Scott was so disappointed that just as he had begun to 'make it' that he had had to leave. Scott
 would never return to work, but he was so proud of himself for what he'd accomplished, and we were very proud of him. too.
     I've always said I could open up a diner as my cooking is on the "homecookin" level, the comfort foods that everyone loves and requests. I couldn't cook gourmet very well as I don't like much of what constitutes gourmet food and I would not have the patience; besides, I prefer down home meals that I grew up with. Scott cooked gourmet, though he could also cook down home. He always put his own spin on foods and made them shine above the others. His recipes were often adopted by the restaurants where he worked, and even First Community asked for many of his sauces and recipes as the residents missed them when he could no longer work. Scott didn't cook out of cook books, he cooked from the heart. He would make a roast of lamb or a brisket, and perhaps he'd have juniper berries and bay leaves in the sauce, but it was always so good that people wanted more and enjoyed his foods.
     Scott had signature dishes that were all his own that he had developed and perfected. At this time I am only going to post a few of his recipes as some I want to keep as his own secret family recipes, though some of his friends also have copies of his signature dishes. But though Scott gave you a recipe, he often left out some of an ingredient or part of the recipe so that you did not have the entire thing. He also added things as he was cooking that he may not have written down. But no matter, his dishes were delicious!

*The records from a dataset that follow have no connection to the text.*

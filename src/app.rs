use eframe::egui;

use crate::state::AppState;
use crate::ui::{panels, plot, table};

// ---------------------------------------------------------------------------
// eframe App implementation
// ---------------------------------------------------------------------------

pub struct TariffDashboardApp {
    pub state: AppState,
}

impl TariffDashboardApp {
    /// Create the app and load the configured data before the first frame.
    pub fn new(mut state: AppState) -> Self {
        state.load();
        Self { state }
    }
}

impl eframe::App for TariffDashboardApp {
    fn update(&mut self, ctx: &egui::Context, _frame: &mut eframe::Frame) {
        // ---- Top panel: menu bar ----
        egui::TopBottomPanel::top("top_bar").show(ctx, |ui| {
            panels::top_bar(ui, &mut self.state);
        });

        // ---- Left side panel: filters ----
        egui::SidePanel::left("filter_panel")
            .default_width(240.0)
            .resizable(true)
            .show(ctx, |ui| {
                panels::side_panel(ui, &mut self.state);
            });

        // ---- Right side panel: filter context ----
        egui::SidePanel::right("context_panel")
            .default_width(220.0)
            .resizable(true)
            .show(ctx, |ui| {
                panels::context_panel(ui, &self.state);
            });

        // ---- Bottom panel: summary table ----
        egui::TopBottomPanel::bottom("summary_panel")
            .default_height(260.0)
            .resizable(true)
            .show(ctx, |ui| {
                table::summary_table(ui, &mut self.state);
            });

        // ---- Central panel: chart ----
        egui::CentralPanel::default().show(ctx, |ui| {
            plot::tariff_chart(ui, &self.state);
        });
    }
}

     Scott did not bake. His idea of baking was to buy Pillsbury slice and bake cookies and ice them with a tub of Betty Crocker frosting, but he would sometimes call me to ask me how to make something he was making for the residents in First Community. He always said he was the cook and I was the baker. He loved some of the baked goods I made, especially my Cherry Bit Cookies, which I will post much later on. These were his favorites. And so Scott and I would trade our secrets, his cooking ones and my baking ones.
     I miss Scott! He was the very best brother!!! He was always there for me. He was always a phone call away, and I enjoyed our talks. We often talked about our youth, our growing up years, the time we lived in the Manor, and all the capers we did as kids. He was a lot of fun! Always the practical jokester. Scott was also close to Kym and Angie, but Scott and I were so close in age, had many of the same friends, and just had a relationship that you don't often find even in biological families. I'm so glad God blessed me with Scott for a brother, and I am so grateful for all the years we knew one another. How many people can say that their first boyfriend became their beloved brother? I am indeed very blessed. And you will be blessed with the recipes of his that I will share with all of you. Remember, if these seem to be missing something, they most likely are as Scott never completely gave his recipes away. Enjoy!